Google, Facebook, Microsoft, and Twitter partner for ambitious new data project

Facebook Prineville Data Center
Vjeran Pavic

Today, Google, Facebook, Microsoft, and Twitter joined to announce a new standards initiative called the Data Transfer Project, designed as a new way to move data between platforms. In a blog post, Google described the project as letting users “transfer data directly from one service to another, without needing to download and re-upload it.”

The current version of the system supports data transfer for photos, mail, contacts, calendars, and tasks, drawing from publicly available APIs from Google, Microsoft, Twitter, Flickr, Instagram, Remember the Milk, and SmugMug. Many of those transfers could already be accomplished through other means, but participants hope the project will grow into a more robust and flexible alternative to conventional APIs. In its own blog post, Microsoft called for more companies to sign onto the effort, adding that “portability and interoperability are central to cloud innovation and competition.”

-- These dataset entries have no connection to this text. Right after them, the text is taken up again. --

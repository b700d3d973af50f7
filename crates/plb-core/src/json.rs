// JSON form of a document.
// Tables, arrays, strings, bools and null map directly. Types JSON lacks are
// tagged objects:
//   bytes -> {"$type":"bytes","hex":"00ff"}
//   date  -> {"$type":"date","value":"2024-01-01T00:00:00Z"}
use chrono::{DateTime, SecondsFormat, Utc};
use serde_json::{Map, Number, Value as J, json};

use crate::error::{Error, Result};
use crate::value::{Table, Value};

pub fn decode(data: &[u8]) -> Result<Value> {
    let parsed: J = serde_json::from_slice(data).map_err(|e| Error::Format {
        message: e.to_string(),
        offset: None,
    })?;
    from_json(parsed)
}

/// Pretty-printed JSON with a trailing newline.
pub fn encode(v: &Value) -> Vec<u8> {
    format!("{:#}\n", to_json(v)).into_bytes()
}

pub fn to_json(v: &Value) -> J {
    match v {
        Value::Null => J::Null,
        Value::Bool(b) => J::Bool(*b),
        Value::Integer(n) => json!(*n),
        Value::Float(x) => Number::from_f64(*x).map(J::Number).unwrap_or(J::Null),
        Value::Text(s) => J::String(s.clone()),
        Value::Bytes(b) => json!({"$type": "bytes", "hex": hex::encode(b)}),
        Value::Date(d) => json!({
            "$type": "date",
            "value": d.to_rfc3339_opts(SecondsFormat::AutoSi, true),
        }),
        Value::Array(items) => J::Array(items.iter().map(to_json).collect()),
        Value::Table(map) => {
            let mut out = Map::with_capacity(map.len());
            for (k, vv) in map {
                out.insert(k.clone(), to_json(vv));
            }
            J::Object(out)
        }
    }
}

pub fn from_json(j: J) -> Result<Value> {
    let v = match j {
        J::Null => Value::Null,
        J::Bool(b) => Value::Bool(b),
        J::Number(n) => match n.as_i64() {
            Some(i) => Value::Integer(i),
            None => Value::Float(n.as_f64().unwrap_or(f64::NAN)),
        },
        J::String(s) => Value::Text(s),
        J::Array(items) => Value::Array(items.into_iter().map(from_json).collect::<Result<_>>()?),
        J::Object(map) => match tagged(&map)? {
            Some(v) => v,
            None => {
                let mut table = Table::with_capacity(map.len());
                for (k, vv) in map {
                    table.insert(k, from_json(vv)?);
                }
                Value::Table(table)
            }
        },
    };
    Ok(v)
}

// Recognise the two-key tagged forms; anything else is an ordinary table.
fn tagged(map: &Map<String, J>) -> Result<Option<Value>> {
    if map.len() != 2 {
        return Ok(None);
    }
    let v = match (map.get("$type").and_then(J::as_str), map.get("hex"), map.get("value")) {
        (Some("bytes"), Some(J::String(h)), _) => {
            let bytes = hex::decode(h)
                .map_err(|e| Error::format(format!("invalid hex in bytes value: {e}")))?;
            Value::Bytes(bytes)
        }
        (Some("date"), _, Some(J::String(s))) => {
            let d = DateTime::parse_from_rfc3339(s)
                .map_err(|e| Error::format(format!("invalid date '{s}': {e}")))?;
            Value::Date(d.with_timezone(&Utc))
        }
        _ => return Ok(None),
    };
    Ok(Some(v))
}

The existing code for the project is available open-source on GitHub, along with a white paper describing its scope. Much of the codebase consists of “adapters” that can translate proprietary APIs into an interoperable transfer, making Instagram data workable for Flickr and vice versa. Between those adapters, engineers have also built a system to encrypt the data in transit, issuing forward-secret keys for each transaction. Notably, that system is focused on one-time transfers rather than the continuous interoperability enabled by many APIs.

“The future of portability will need to be more inclusive, flexible, and open,” reads the white paper. “Our hope for this project is that it will enable a connection between any two public-facing product interfaces for importing and exporting data directly.”

The bulk of the coding so far has been done by Google and Microsoft engineers who have long been tinkering with the idea of a more robust data transfer system. According to Greg Fair, product manager for Google Takeout, the idea arose from a frustration with the available options for managing data after it’s downloaded. Without a clear way to import that same data to a different service, tools like Takeout were only solving half the problem.

“When people have data, they want to be able to move it from one product to another, and they can’t,” says Fair. “It’s a problem that we can’t really solve alone.”

Most platforms already offer some kind of data-download tool, but those tools rarely connect with other services. Europe’s new GDPR legislation requires tools to provide all available data on a given user, which means it’s far more comprehensive than what you’d get from an API. Along with emails or photos, you’ll find thornier data like location history and facial recognition profiles that many users don’t even realize are being collected. There are a few projects trying to make use of that data — most notably Digi.me, which is building an entire app ecosystem around it — but for the most part, it ends up sitting on users’ hard drives. Download tools are presented as proof that users really do own their data, but owning your data and using it have turned into completely different things.

The project was envisioned as an open-source standard, and many of the engineers involved say a broader shift in governance will be necessary if the standard is successful. “In the long term, we want there to be a consortium of industry leaders, consumer groups, government groups,” says Fair. “But until we have a reasonable critical mass, it’s not an interesting conversation.”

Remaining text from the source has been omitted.